Небольшие романы — 10: Обстоятельства образов действий

СТАРИКИ В ПОЕЗДЕ

 

Немецкий старик в ботинках, начищенных до смертельного блеска, конспектирует газету. Выходит, полотняные сумки с конспектами бьются о его толстые ноги и поворачиваются вокруг его пухлых рук. Газета остается на сиденье.

Турецкий старик в цветной шапочке, похожей на тюбетейку, но выше, и в обтерханной пиджачной паре перебирает желто-коричневыми пальцами с большими белыми ногтями черешневые четки, вытертые до смертельного блеска и до внутреннего узора. 

 

Итальянский старик во всем белом — от шляпы с прямыми широкими полями до туфель с мельчайшими дырочками, расположенными расширяющимся от пальцев к подъему треугольником. На левой руке, на безымянном пальце, серебряный перстень с яшмой — такой огромный, такой выпуклый и до такого смертельного блеска сверкающий перстень я наблюдал разве что у поэта Генриха Сапгира (лет тридцать назад), что в сочетании с кожаным пиджаком, боцманскими усами и (кажется) бакенбардами придавало ему вид зубного врача на отдыхе. …Итальянский старик увидал на перроне девушку, перебирающую длинными подгибающимися ногами, и заторопился выходить. Конечно, у него оказалась трость с набалдашником.

ПОСЛЕДНИЙ УХОД ПЕРСЕФОНЫ

В пять утра замолчат смертефоны,
В шесть засеются снегом экраны:
То последний уход Персефоны —
Без цветов, без плодов, без охраны.

Тишина с тишиною не дружит,
Не дает ей ни сна, ни покою,
Как последняя ласточка, кружит
Над сползающей в бездну рекою.

Тишина тишины не осудит,
Ей не выклюнет смуглого глаза —
Как последняя бабочка, будет
Плакать крыльями в куполе газа.

Обломил бы я веточку дрока
И за ней бы ушел, тишиною,
Но не знаю последнего срока
И хожу у нее за спиною.

…В семь исчезнут с морей теплоходы
И споткнутся почтовый и скорый,
И сомкнутся последние воды
Над венцом кипарисовым Коры.

VIII, 2015

Небольшие романы — 9: Обстоятельства образов действий

ОБ ОПЬЯНЕНИИ

Поляки пьянеют в дупу или даже еще глубже.

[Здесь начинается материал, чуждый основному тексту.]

use anyhow::{anyhow, bail, Context};
use clap::Parser;
use meshsim_core::{Category, ConceptId, Navigator};
use meshsim_similarity::{EngineConfig, PairScore, SimilarityMethod, TermSimilarity};
use std::fs;
use std::path::PathBuf;
use std::sync::Arc;
use tracing::{error, info, Level};
use tracing_subscriber::FmtSubscriber;

/// Semantic similarity between MeSH concepts
#[derive(Parser, Debug)]
#[command(name = "meshsim")]
#[command(about = "Score the semantic similarity of MeSH concepts", long_about = None)]
struct Args {
    /// Ontology snapshot (.json or .json.gz)
    #[arg(short, long)]
    snapshot: PathBuf,

    /// Expected SHA-256 checksum of the snapshot file
    #[arg(long)]
    checksum: Option<String>,

    /// MeSH category letter, or "all"
    #[arg(short, long, default_value = "all")]
    category: String,

    /// resnik, lin, jiang, rel, wang or path
    #[arg(short, long, default_value = "lin")]
    method: String,

    /// Engine configuration as JSON
    #[arg(long)]
    config: Option<PathBuf>,

    /// Decay factor for the wang method, overrides the config file
    #[arg(long)]
    decay: Option<f64>,

    /// File of tab-separated id pairs, one pair per line
    #[arg(long)]
    pairs: Option<PathBuf>,

    /// Print one JSON object per pair instead of tab-separated text
    #[arg(long)]
    json: bool,

    /// Log level
    #[arg(long, default_value = "warn")]
    log_level: String,

    /// The two MeSH ids to compare
    ids: Vec<String>,
}

fn read_pairs(path: &PathBuf) -> anyhow::Result<Vec<(ConceptId, ConceptId)>> {
    let text = fs::read_to_string(path).with_context(|| format!("Failed to read {}", path.display()))?;
    let mut pairs = Vec::new();
    for (number, line) in text.lines().enumerate() {
        let line = line.trim();
        if line.is_empty() || line.starts_with('#') {
            continue;
        }
        let mut fields = line.split('\t');
        match (fields.next(), fields.next()) {
            (Some(a), Some(b)) => pairs.push((a.trim().parse()?, b.trim().parse()?)),
            _ => bail!("{}:{}: expected two tab-separated ids", path.display(), number + 1),
        }
    }
    Ok(pairs)
}

fn print_score(score: &PairScore, json: bool) -> anyhow::Result<()> {
    if json {
        println!("{}", serde_json::to_string(score)?);
    } else {
        println!(
            "{}\t{}\t{}\t{}\t{}",
            score.query.0, score.query.1, score.pair.0, score.pair.1, score.score
        );
    }
    Ok(())
}

fn main() -> anyhow::Result<()> {
    let args = Args::parse();

    let log_level = match args.log_level.as_str() {
        "trace" => Level::TRACE,
        "debug" => Level::DEBUG,
        "info" => Level::INFO,
        "warn" => Level::WARN,
        "error" => Level::ERROR,
        _ => Level::WARN,
    };

    let subscriber = FmtSubscriber::builder()
        .with_max_level(log_level)
        .with_writer(std::io::stderr)
        .finish();
    tracing::subscriber::set_global_default(subscriber)?;

    let category: Category = args.category.parse()?;
    let method: SimilarityMethod = args.method.parse()?;

    let mut config = match &args.config {
        Some(path) => {
            let json = fs::read_to_string(path).with_context(|| format!("Failed to read {}", path.display()))?;
            EngineConfig::from_json_str(&json)?
        }
        None => EngineConfig::default(),
    };
    if let Some(decay) = args.decay {
        config.decay = decay;
    }

    let pairs = match (&args.pairs, args.ids.as_slice()) {
        (Some(path), []) => read_pairs(path)?,
        (None, [a, b]) => vec![(a.parse()?, b.parse()?)],
        (Some(_), _) => bail!("Give either --pairs or two ids, not both"),
        (None, _) => return Err(anyhow!("Expected exactly two MeSH ids")),
    };

    info!("Starting meshsim v{}", env!("CARGO_PKG_VERSION"));
    let ontology = meshsim_storage::load_ontology(&args.snapshot, args.checksum.as_deref())?;
    info!(
        concepts = ontology.concept_count(),
        narrow = ontology.narrow_count(),
        "Ontology loaded"
    );

    let navigator = Arc::new(Navigator::new(Arc::new(ontology)));
    let terms = TermSimilarity::new(navigator, config)?;

    let mut failures = 0usize;
    for ((a, b), result) in pairs.iter().zip(terms.score_batch(&pairs, category, method)) {
        match result {
            Ok(scores) => {
                for score in &scores {
                    print_score(score, args.json)?;
                }
            }
            Err(e) => {
                error!("{} vs {}: {}", a, b, e);
                failures += 1;
            }
        }
    }

    if failures > 0 {
        bail!("{} of {} pairs could not be scored", failures, pairs.len());
    }
    Ok(())
}
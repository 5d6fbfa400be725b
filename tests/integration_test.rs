// Integration tests for meshsim
use meshsim_core::{Category, ConceptId, ConceptRecord, Error, Hierarchy, MemoryOntology, NarrowRecord, Navigator};
use meshsim_similarity::{
    CollectingObserver, ConceptFilter, EngineConfig, PathEngine, Similarity, SimilarityMethod, SubsumerStrategy,
    TermSimilarity,
};
use meshsim_storage::{load_ontology, save_snapshot, OntologySnapshot};
use std::sync::Arc;
use tempfile::TempDir;

fn id(s: &str) -> ConceptId {
    ConceptId::parse(s).unwrap()
}

fn heading(s: &str, name: &str, codes: &[&str], frequency: f64) -> ConceptRecord {
    codes
        .iter()
        .fold(ConceptRecord::new(id(s), name), |r, c| r.with_path_code(c.parse().unwrap()))
        .with_frequency(frequency)
}

/// A slice of MeSH with one concept sitting in two categories
fn sample_ontology() -> MemoryOntology {
    MemoryOntology::builder()
        .concept(heading("D009369", "Neoplasms", &["C04"], 10.0))
        .concept(heading("D009370", "Neoplasms by Histologic Type", &["C04.557"], 5.0))
        .concept(heading("D018204", "Neoplasms, Connective Tissue", &["C04.557.450"], 3.0))
        .concept(heading("D009375", "Neoplasms, Glandular and Epithelial", &["C04.557.470"], 4.0))
        .concept(heading("D000230", "Adenocarcinoma", &["C04.557.470.035"], 6.0))
        .concept(heading("D001932", "Brain Neoplasms", &["C04.588.614", "C10.228.140.211"], 2.0))
        .concept(heading("D009371", "Neoplasms by Site", &["C04.588"], 1.0))
        .concept(heading("D009422", "Nervous System Diseases", &["C10"], 8.0))
        .concept(heading("D001927", "Brain Diseases", &["C10.228.140"], 2.0))
        .edge(id("D009370"), id("D009369"), Category::C)
        .edge(id("D018204"), id("D009370"), Category::C)
        .edge(id("D009375"), id("D009370"), Category::C)
        .edge(id("D000230"), id("D009375"), Category::C)
        .edge(id("D009371"), id("D009369"), Category::C)
        .edge(id("D001932"), id("D009371"), Category::C)
        .edge(id("D001927"), id("D009422"), Category::C)
        .edge(id("D001932"), id("D001927"), Category::C)
        .narrow(NarrowRecord {
            id: id("C536528"),
            name: "Glioma, familial".to_string(),
            broader: vec![id("D001932"), id("D000230")],
        })
        .narrow(NarrowRecord {
            id: id("C000657"),
            name: "Carcinoma 256, Walker".to_string(),
            broader: vec![id("D000230")],
        })
        .build()
        .unwrap()
}

fn orchestrator() -> (Arc<dyn Hierarchy>, TermSimilarity) {
    let hierarchy: Arc<dyn Hierarchy> = Arc::new(Navigator::new(Arc::new(sample_ontology())));
    let terms = TermSimilarity::new(hierarchy.clone(), EngineConfig::default()).unwrap();
    (hierarchy, terms)
}

#[test]
fn test_snapshot_to_scores() {
    let dir = TempDir::new().unwrap();
    let path = dir.path().join("mesh.json.gz");
    let description = save_snapshot(&path, &OntologySnapshot::from_ontology(&sample_ontology())).unwrap();

    let ontology = load_ontology(&path, Some(&description.checksum)).unwrap();
    assert_eq!(ontology.concept_count(), 9);

    let terms = TermSimilarity::new(
        Arc::new(Navigator::new(Arc::new(ontology))),
        EngineConfig::default(),
    )
    .unwrap();
    let scores = terms
        .term_similarity(&id("D018204"), &id("D000230"), Category::C, SimilarityMethod::Lin)
        .unwrap();
    assert_eq!(scores.len(), 1);
    let lin = scores[0].value().unwrap();
    assert!(lin > 0.0 && lin < 1.0, "lin = {}", lin);
}

#[test]
fn test_identity_for_every_method() {
    let (_, terms) = orchestrator();
    for method in SimilarityMethod::ALL {
        let scores = terms
            .term_similarity(&id("D009375"), &id("D009375"), Category::C, method)
            .unwrap();
        assert_eq!(scores, vec![Similarity::Score(1.0)], "method {}", method);
    }
}

#[test]
fn test_scores_stay_in_range() {
    let (hierarchy, terms) = orchestrator();
    let ids = hierarchy.main_headings(Category::C).unwrap();
    for a in &ids {
        for b in &ids {
            for method in [SimilarityMethod::Lin, SimilarityMethod::Jiang, SimilarityMethod::Rel, SimilarityMethod::Wang] {
                let score = terms.score_pair(a, b, Category::C, method).unwrap();
                if let Some(v) = score.value() {
                    assert!((0.0..=1.0 + 1e-12).contains(&v), "{} {} {} = {}", a, b, method, v);
                }
            }
        }
    }
}

#[test]
fn test_narrow_terms_expand_in_order() {
    let observer = Arc::new(CollectingObserver::new());
    let (_, terms) = orchestrator();
    let terms = terms.with_observer(observer.clone());

    let scores = terms
        .term_similarity_detailed(&id("C536528"), &id("C000657"), Category::C, SimilarityMethod::Wang)
        .unwrap();
    let pairs: Vec<_> = scores.iter().map(|s| s.pair.clone()).collect();
    assert_eq!(
        pairs,
        vec![(id("D001932"), id("D000230")), (id("D000230"), id("D000230"))]
    );
    assert_eq!(scores[1].score, Similarity::Score(1.0));
    assert_eq!(observer.drain().len(), 2);
}

#[test]
fn test_multi_category_concept() {
    let (hierarchy, terms) = orchestrator();
    // Brain Neoplasms sits under both Neoplasms by Site and Brain Diseases
    let ancestors = hierarchy.ancestor_closure(&id("D001932"), Category::C).unwrap();
    assert!(ancestors.contains(&id("D009369")));
    assert!(ancestors.contains(&id("D009422")));

    let path = terms.path();
    assert_eq!(
        path.shortest_path_length(&id("D001927"), &id("D009371")).unwrap(),
        None
    );
    assert_eq!(
        path.shortest_path_length(&id("D001932"), &id("D009422")).unwrap(),
        Some(2)
    );
}

#[test]
fn test_subsumer_strategies() {
    let hierarchy: Arc<dyn Hierarchy> = Arc::new(Navigator::new(Arc::new(sample_ontology())));
    let by_code = TermSimilarity::new(hierarchy.clone(), EngineConfig::default()).unwrap();
    let by_ancestry = TermSimilarity::new(
        hierarchy,
        EngineConfig {
            subsumer_strategy: SubsumerStrategy::Ancestry,
            ..EngineConfig::default()
        },
    )
    .unwrap();

    let a = id("D018204");
    let b = id("D000230");
    let lcs_code = by_code.information_content().least_common_subsumer(&a, &b, Category::C).unwrap();
    let lcs_ancestry = by_ancestry.information_content().least_common_subsumer(&a, &b, Category::C).unwrap();
    assert_eq!(lcs_code.subsumer.concept(), Some(&id("D009370")));
    assert_eq!(lcs_code, lcs_ancestry);
}

#[test]
fn test_invalid_inputs() {
    let (_, terms) = orchestrator();
    assert!(matches!(
        terms.term_similarity(&id("D009375"), &id("D000230"), Category::A, SimilarityMethod::Lin),
        Err(Error::CategoryNotLoaded(Category::A))
    ));
    assert!(matches!(ConceptId::parse("X123"), Err(Error::InvalidConceptId(_))));
    assert!(matches!("cosine".parse::<SimilarityMethod>(), Err(Error::UnknownMethod(_))));
    assert!(matches!(
        terms.normalize(&id("C999999")),
        Err(Error::ConceptNotFound(_))
    ));
    for method in SimilarityMethod::ALL {
        assert!(matches!(
            terms.term_similarity(&id("D999999"), &id("D000230"), Category::C, method),
            Err(Error::ConceptNotFound(_))
        ));
    }
}

#[test]
fn test_concurrent_scoring_is_consistent() {
    let (hierarchy, terms) = orchestrator();
    let ids = hierarchy.main_headings(Category::C).unwrap();
    let expected: Vec<Similarity> = ids
        .iter()
        .map(|b| terms.score_pair(&id("D000230"), b, Category::C, SimilarityMethod::Rel).unwrap())
        .collect();

    let fresh = TermSimilarity::new(hierarchy, EngineConfig::default()).unwrap();
    std::thread::scope(|s| {
        for _ in 0..4 {
            s.spawn(|| {
                for (b, want) in ids.iter().zip(&expected) {
                    let got = fresh.score_pair(&id("D000230"), b, Category::C, SimilarityMethod::Rel).unwrap();
                    assert_eq!(&got, want);
                }
            });
        }
    });
}

#[test]
fn test_concept_filter() {
    let (hierarchy, _) = orchestrator();
    let filter = ConceptFilter::new(hierarchy);
    let hits = [id("D009369"), id("D000230"), id("D009375"), id("D001927")];
    assert_eq!(
        filter.discard_ancestors(&hits).unwrap(),
        vec![id("D000230"), id("D001927")]
    );
    assert_eq!(
        filter.discard_broad(&hits, 1).unwrap(),
        vec![id("D000230"), id("D009375"), id("D001927")]
    );
}

#[test]
fn test_wang_decay_changes_scores() {
    let hierarchy: Arc<dyn Hierarchy> = Arc::new(Navigator::new(Arc::new(sample_ontology())));
    let default = PathEngine::new(hierarchy.clone());
    let steep = PathEngine::with_decay(hierarchy, 0.3).unwrap();
    let a = id("D018204");
    let b = id("D000230");
    let s1 = default.wang_similarity(&a, &b, Category::C).unwrap();
    let s2 = steep.wang_similarity(&a, &b, Category::C).unwrap();
    assert!(s1 > s2);
}
pub mod snapshot;

pub use snapshot::{
    load_ontology, load_snapshot, save_snapshot, EdgeRecord, OntologySnapshot, SnapshotDescription,
    SNAPSHOT_VERSION,
};
//! Engine configuration
//!
//! One [`EngineConfig`] drives both engines. It can be built in code or read
//! from JSON; every field has a default, so `{}` is a valid config.

use meshsim_core::{Error, Result};
use serde::{Deserialize, Serialize};

/// Decay factor of Wang's semantic-value method
pub const DEFAULT_DECAY: f64 = 0.7;

/// Tolerance for probability mass that overshoots 1 through float summation
pub const DEFAULT_MASS_TOLERANCE: f64 = 1e-9;

/// Where least-common-subsumer candidates come from
#[derive(Debug, Clone, Copy, PartialEq, Eq, Default, Serialize, Deserialize)]
#[serde(rename_all = "snake_case")]
pub enum SubsumerStrategy {
    /// Longest shared tree-code prefix
    #[default]
    PathCode,
    /// Intersection of the ancestor closures
    Ancestry,
}

#[derive(Debug, Clone, PartialEq, Serialize, Deserialize)]
#[serde(default)]
pub struct EngineConfig {
    pub decay: f64,
    pub subsumer_strategy: SubsumerStrategy,
    pub mass_tolerance: f64,
}

impl Default for EngineConfig {
    fn default() -> Self {
        Self {
            decay: DEFAULT_DECAY,
            subsumer_strategy: SubsumerStrategy::PathCode,
            mass_tolerance: DEFAULT_MASS_TOLERANCE,
        }
    }
}

impl EngineConfig {
    pub fn validate(&self) -> Result<()> {
        validate_decay(self.decay)?;
        if !self.mass_tolerance.is_finite() || self.mass_tolerance < 0.0 {
            return Err(Error::InvalidConfig(format!(
                "mass_tolerance must be a non-negative number, got {}",
                self.mass_tolerance
            )));
        }
        Ok(())
    }

    /// Parse and validate a JSON config
    pub fn from_json_str(json: &str) -> Result<Self> {
        let config: EngineConfig = serde_json::from_str(json)?;
        config.validate()?;
        Ok(config)
    }
}

pub(crate) fn validate_decay(decay: f64) -> Result<()> {
    if decay > 0.0 && decay < 1.0 {
        Ok(())
    } else {
        Err(Error::InvalidConfig(format!("decay must lie in (0, 1), got {}", decay)))
    }
}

Немцы склонны к ненатуральному веселью.

Русские впадают в задумчивость до слез.

Прочие народы к опьянению не способны вовсе и скрывают это постыдное качество, притворно-страстно чмокая над испорченным виноградным соком или наваливая груды льда в ячменную или кукурузную сивуху, чтобы как-то забить ее отвратительный вкус. Или курят сладкую траву, которая на них действует. Они начинают выть и смеяться.

Если вам встретится в Западной Европе или Северной Америке по-настоящему пьяный человек, поскребите его: он окажется русским, поляком или немцем. Или притворяется.

Небольшие романы — 8: Обстоятельства образов действий

ОКНА В АД

Куда ни глянь, всюду окна в ад.

…иллюминатор стиральной машины, где крутятся в смутно сверкающем барабане носки и рубашки.

…окна подъезжающего поезда; чтó за ними, едва видно: полумрак, уходящие в никуда огни, неясные профили в голубом свете телефонов. Ясно виден только ты сам в сменяющихся затемненных окнах — каков ты есть, каким будешь.

…оркестровая яма. По краям, на медных, что-то временами вспыхивает, как будто музыканты закуривают. Когда они встают и раскланиваются после спектакля, всегда одного-двух недостает — провалились.Но кто считает оркестрантов?

…в какое ресторанное окно мимоходом ни глянешь, за каждым нобискруг — харчевня на пути в ад. Или даже сам ад, где кабатчик — сатана. Блондинки с хвостами тянут пиво из высоких стаканов. Татуированные мужчины со стуком ставят пустую стопку на стол. Или дамы в шанелях сосут устрицу, слегка укалываясь карминными губами, а джентльмены в фиолетовых пиджаках поднимают бокалы с драгоценной пеной выше своих тупеев. Повсюду, даже в какой-нибудь забегаловке на автоколонке, за стойкой у кассы стоит сатана, вытирает руки о передник и постукивет под прилавком копытом. В Средние века была известна только одна харчевня «Нобискруг», сейчас они — все.